YOUR GOAL:
Every line with the word "impl" in it should be extracted from the data that follows.

■ ■ ■ ■ ■

//! 缓存表达式
//!
//! 引擎只通过 [`CacheExpressionEvaluator`] 计算键、条件和 unless。
//! 内置的 [`NamedExpressionEvaluator`] 支持一个很小的子集：
//!
//! - 参数：`#p0`、`#a1`，可带属性路径 `#p0.id`
//! - 返回值：`#result`、`#result.name`
//! - 根对象：`#root.methodName`、`#root.targetClass`
//! - 字面量：`null`、`true`、`false`、数字、`'text'`
//! - 比较：`==`、`!=`、`>`、`>=`、`<`、`<=`，前缀 `!` 取反

use std::collections::HashMap;
use std::sync::Arc;

use chimera_aop::{Method, Value};
use parking_lot::RwLock;
use thiserror::Error;

/// 表达式错误
#[derive(Debug, Clone, Error, PartialEq, Eq)]
pub enum EvaluationError {
    /// 变量在当前阶段不可用，例如调用前的 `#result`
    #[error("Variable '{0}' not available")]
    VariableNotAvailable(String),

    #[error("Invalid cache expression '{expression}': {message}")]
    Invalid { expression: String, message: String },
}

impl EvaluationError {
    fn invalid(expression: &str, message: impl Into<String>) -> Self {
        EvaluationError::Invalid {
            expression: expression.to_string(),
            message: message.into(),
        }
    }
}

/// 方法返回值在求值时的状态
#[derive(Debug, Clone, Copy)]
pub enum ResultState<'a> {
    /// 方法还没有执行，`#result` 为 null
    NoResult,
    /// 结果存在但还拿不到，引用 `#result` 报错
    Unavailable,
    Available(&'a Value),
}

impl ResultState<'_> {
    pub fn is_available(&self) -> bool {
        matches!(self, ResultState::Available(_))
    }
}

/// 表达式求值上下文
#[derive(Debug, Clone, Copy)]
pub struct EvaluationContext<'a> {
    pub method: &'a Method,
    pub target_type: &'a str,
    pub args: &'a [Value],
    pub result: ResultState<'a>,
}

/// 表达式求值器
pub trait CacheExpressionEvaluator: Send + Sync {
    fn key(&self, expression: &str, context: &EvaluationContext<'_>) -> Result<Value, EvaluationError>;

    fn condition(&self, expression: &str, context: &EvaluationContext<'_>) -> Result<bool, EvaluationError>;

    fn unless(&self, expression: &str, context: &EvaluationContext<'_>) -> Result<bool, EvaluationError>;
}

#[derive(Debug, Clone, PartialEq)]
enum Operand {
    Argument { index: usize, path: Vec<String> },
    Result { path: Vec<String> },
    MethodName,
    TargetClass,
    Literal(Value),
}

#[derive(Debug, Clone, Copy, PartialEq, Eq)]
enum Comparison {
    Eq,
    Ne,
    Gt,
    Ge,
    Lt,
    Le,
}

impl Comparison {
    const TOKENS: [(&'static str, Comparison); 6] = [
        ("==", Comparison::Eq),
        ("!=", Comparison::Ne),
        (">=", Comparison::Ge),
        ("<=", Comparison::Le),
        (">", Comparison::Gt),
        ("<", Comparison::Lt),
    ];
}

#[derive(Debug, Clone, PartialEq)]
enum Expression {
    Operand(Operand),
    Not(Box<Expression>),
    Compare {
        left: Operand,
        comparison: Comparison,
        right: Operand,
    },
}

fn parse(expression: &str) -> Result<Expression, EvaluationError> {
    let text = expression.trim();
    if text.is_empty() {
        return Err(EvaluationError::invalid(expression, "empty expression"));
    }
    if let Some(rest) = text.strip_prefix('!') {
        if !rest.starts_with('=') {
            return Ok(Expression::Not(Box::new(parse(rest)?)));
        }
    }

    match find_comparison(text) {
        Some((position, token, comparison)) => Ok(Expression::Compare {
            left: parse_operand(expression, &text[..position])?,
            comparison,
            right: parse_operand(expression, &text[position + token.len()..])?,
        }),
        None => Ok(Expression::Operand(parse_operand(expression, text)?)),
    }
}

/// 第一个不在引号内的比较运算符
fn find_comparison(text: &str) -> Option<(usize, &'static str, Comparison)> {
    let mut quoted = false;
    for (position, ch) in text.char_indices() {
        if ch == '\'' {
            quoted = !quoted;
            continue;
        }
        if quoted {
            continue;
        }
        let rest = &text[position..];
        if let Some((token, comparison)) = Comparison::TOKENS
            .iter()
            .find(|(token, _)| rest.starts_with(token))
        {
            return Some((position, token, *comparison));
        }
    }
    None
}

fn parse_path(expression: &str, path: &str) -> Result<Vec<String>, EvaluationError> {
    if path.is_empty() {
        return Ok(Vec::new());
    }
    let Some(path) = path.strip_prefix('.') else {
        return Err(EvaluationError::invalid(expression, format!("unexpected '{}'", path)));
    };
    path.split('.')
        .map(|segment| {
            if !segment.is_empty() && segment.chars().all(|c| c.is_alphanumeric() || c == '_') {
                Ok(segment.to_string())
            } else {
                Err(EvaluationError::invalid(expression, format!("invalid property '{}'", segment)))
            }
        })
        .collect()
}

fn parse_operand(expression: &str, text: &str) -> Result<Operand, EvaluationError> {
    let text = text.trim();
    match text {
        "" => return Err(EvaluationError::invalid(expression, "missing operand")),
        "null" => return Ok(Operand::Literal(Value::Null)),
        "true" => return Ok(Operand::Literal(Value::Bool(true))),
        "false" => return Ok(Operand::Literal(Value::Bool(false))),
        "#root.methodName" => return Ok(Operand::MethodName),
        "#root.targetClass" => return Ok(Operand::TargetClass),
        _ => {}
    }

    if let Some(rest) = text.strip_prefix("#result") {
        return Ok(Operand::Result {
            path: parse_path(expression, rest)?,
        });
    }
    if let Some(rest) = text.strip_prefix("#p").or_else(|| text.strip_prefix("#a")) {
        let digits = rest.chars().take_while(char::is_ascii_digit).count();
        if digits == 0 {
            return Err(EvaluationError::invalid(expression, format!("unknown variable '{}'", text)));
        }
        let index = rest[..digits]
            .parse()
            .map_err(|_| EvaluationError::invalid(expression, "argument index out of range"))?;
        return Ok(Operand::Argument {
            index,
            path: parse_path(expression, &rest[digits..])?,
        });
    }
    if text.starts_with('#') {
        return Err(EvaluationError::invalid(expression, format!("unknown variable '{}'", text)));
    }
    if let Some(literal) = text.strip_prefix('\'').and_then(|t| t.strip_suffix('\'')) {
        return Ok(Operand::Literal(Value::String(literal.to_string())));
    }
    if let Ok(number) = text.parse::<i64>() {
        return Ok(Operand::Literal(Value::from(number)));
    }
    if let Ok(number) = text.parse::<f64>() {
        return Ok(Operand::Literal(Value::from(number)));
    }
    Err(EvaluationError::invalid(expression, format!("cannot parse '{}'", text)))
}

fn follow(value: &Value, path: &[String]) -> Value {
    path.iter()
        .try_fold(value, |current, segment| current.get(segment.as_str()))
        .cloned()
        .unwrap_or(Value::Null)
}

fn resolve(operand: &Operand, context: &EvaluationContext<'_>) -> Result<Value, EvaluationError> {
    match operand {
        Operand::Argument { index, path } => Ok(context
            .args
            .get(*index)
            .map(|arg| follow(arg, path))
            .unwrap_or(Value::Null)),
        Operand::Result { path } => match context.result {
            ResultState::NoResult => Ok(Value::Null),
            ResultState::Unavailable => Err(EvaluationError::VariableNotAvailable("result".into())),
            ResultState::Available(value) => Ok(follow(value, path)),
        },
        Operand::MethodName => Ok(Value::String(context.method.name().to_string())),
        Operand::TargetClass => Ok(Value::String(context.target_type.to_string())),
        Operand::Literal(value) => Ok(value.clone()),
    }
}

fn loosely_equal(left: &Value, right: &Value) -> bool {
    match (left.as_f64(), right.as_f64()) {
        (Some(l), Some(r)) => l == r,
        _ => left == right,
    }
}

fn evaluate(
    source: &str,
    expression: &Expression,
    context: &EvaluationContext<'_>,
) -> Result<Value, EvaluationError> {
    match expression {
        Expression::Operand(operand) => resolve(operand, context),
        Expression::Not(inner) => match evaluate(source, inner, context)? {
            Value::Bool(b) => Ok(Value::Bool(!b)),
            other => Err(EvaluationError::invalid(source, format!("cannot negate {}", other))),
        },
        Expression::Compare {
            left,
            comparison,
            right,
        } => {
            let left = resolve(left, context)?;
            let right = resolve(right, context)?;
            let ordering = match (&left, &right) {
                (Value::String(l), Value::String(r)) => Some(l.cmp(r)),
                _ => match (left.as_f64(), right.as_f64()) {
                    (Some(l), Some(r)) => l.partial_cmp(&r),
                    _ => None,
                },
            };
            let outcome = match comparison {
                Comparison::Eq => loosely_equal(&left, &right),
                Comparison::Ne => !loosely_equal(&left, &right),
                ordered => {
                    let Some(ordering) = ordering else {
                        return Err(EvaluationError::invalid(
                            source,
                            format!("cannot compare {} with {}", left, right),
                        ));
                    };
                    match ordered {
                        Comparison::Gt => ordering.is_gt(),
                        Comparison::Ge => ordering.is_ge(),
                        Comparison::Lt => ordering.is_lt(),
                        _ => ordering.is_le(),
                    }
                }
            };
            Ok(Value::Bool(outcome))
        }
    }
}

/// 内置表达式求值器，解析结果按表达式文本缓存
#[derive(Default)]
pub struct NamedExpressionEvaluator {
    parsed: RwLock<HashMap<String, Arc<Expression>>>,
}

impl NamedExpressionEvaluator {
    pub fn new() -> Self {
        Self::default()
    }

    fn expression(&self, source: &str) -> Result<Arc<Expression>, EvaluationError> {
        if let Some(parsed) = self.parsed.read().get(source) {
            return Ok(Arc::clone(parsed));
        }
        let parsed = Arc::new(parse(source)?);
        self.parsed
            .write()
            .insert(source.to_string(), Arc::clone(&parsed));
        Ok(parsed)
    }

    fn value(&self, source: &str, context: &EvaluationContext<'_>) -> Result<Value, EvaluationError> {
        let expression = self.expression(source)?;
        evaluate(source, &expression, context)
    }

    fn boolean(&self, source: &str, context: &EvaluationContext<'_>) -> Result<bool, EvaluationError> {
        match self.value(source, context)? {
            Value::Bool(b) => Ok(b),
            other => Err(EvaluationError::invalid(
                source,
                format!("expected a boolean but got {}", other),
            )),
        }
    }
}

impl CacheExpressionEvaluator for NamedExpressionEvaluator {
    fn key(&self, expression: &str, context: &EvaluationContext<'_>) -> Result<Value, EvaluationError> {
        self.value(expression, context)
    }

    fn condition(&self, expression: &str, context: &EvaluationContext<'_>) -> Result<bool, EvaluationError> {
        self.boolean(expression, context)
    }

    fn unless(&self, expression: &str, context: &EvaluationContext<'_>) -> Result<bool, EvaluationError> {
        self.boolean(expression, context)
    }
}

#[cfg(test)]
mod tests {
    use super::*;
    use serde_json::json;

    fn context<'a>(method: &'a Method, args: &'a [Value], result: ResultState<'a>) -> EvaluationContext<'a> {
        EvaluationContext {
            method,
            target_type: "UserRepository",
            args,
            result,
        }
    }

    #[test]
    fn test_key_expressions() {
        let evaluator = NamedExpressionEvaluator::new();
        let method = Method::new("UserRepository", "find");
        let args = vec![json!({"id": 7, "name": "ann"}), json!(3)];
        let ctx = context(&method, &args, ResultState::NoResult);

        assert_eq!(evaluator.key("#p0.id", &ctx).unwrap(), json!(7));
        assert_eq!(evaluator.key("#a1", &ctx).unwrap(), json!(3));
        assert_eq!(evaluator.key("#p0.missing", &ctx).unwrap(), Value::Null);
        assert_eq!(evaluator.key("#p5", &ctx).unwrap(), Value::Null);
        assert_eq!(evaluator.key("#root.methodName", &ctx).unwrap(), json!("find"));
        assert_eq!(evaluator.key("'fixed'", &ctx).unwrap(), json!("fixed"));
    }

    #[test]
    fn test_conditions() {
        let evaluator = NamedExpressionEvaluator::new();
        let method = Method::new("UserRepository", "find");
        let args = vec![json!(10), json!("admin")];
        let ctx = context(&method, &args, ResultState::NoResult);

        assert!(evaluator.condition("#p0 > 5", &ctx).unwrap());
        assert!(!evaluator.condition("#p0 <= 5", &ctx).unwrap());
        assert!(evaluator.condition("#p0 == 10.0", &ctx).unwrap());
        assert!(evaluator.condition("#p1 != 'guest'", &ctx).unwrap());
        assert!(evaluator.condition("!false", &ctx).unwrap());
        assert!(evaluator.condition("#result == null", &ctx).unwrap());
        assert!(matches!(
            evaluator.condition("#p1", &ctx),
            Err(EvaluationError::Invalid { .. })
        ));
        assert!(matches!(
            evaluator.condition("#p0 > 'a'", &ctx),
            Err(EvaluationError::Invalid { .. })
        ));
        assert!(matches!(
            evaluator.condition("#unknown", &ctx),
            Err(EvaluationError::Invalid { .. })
        ));
    }

    #[test]
    fn test_result_states() {
        let evaluator = NamedExpressionEvaluator::new();
        let method = Method::new("UserRepository", "find");
        let result = json!({"name": "ann", "active": false});

        let unavailable = context(&method, &[], ResultState::Unavailable);
        assert_eq!(
            evaluator.unless("#result == null", &unavailable),
            Err(EvaluationError::VariableNotAvailable("result".into()))
        );

        let available = context(&method, &[], ResultState::Available(&result));
        assert!(evaluator.unless("!#result.active", &available).unwrap());
        assert!(evaluator.unless("#result.name == 'ann'", &available).unwrap());
    }

    #[test]
    fn test_parsed_expressions_are_cached() {
        let evaluator = NamedExpressionEvaluator::new();
        let method = Method::new("UserRepository", "find");
        let ctx = context(&method, &[], ResultState::NoResult);

        evaluator.condition("true", &ctx).unwrap();
        evaluator.condition("true", &ctx).unwrap();
        evaluator.condition("false", &ctx).unwrap();
        assert_eq!(evaluator.parsed.read().len(), 2);
    }
}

■ ■ ■ ■ ■

YOUR SOLUTION:
impl EvaluationError {
    fn invalid(expression: &str, message: impl Into<String>) -> Self {
impl ResultState<'_> {
impl Comparison {
impl NamedExpressionEvaluator {
impl CacheExpressionEvaluator for NamedExpressionEvaluator {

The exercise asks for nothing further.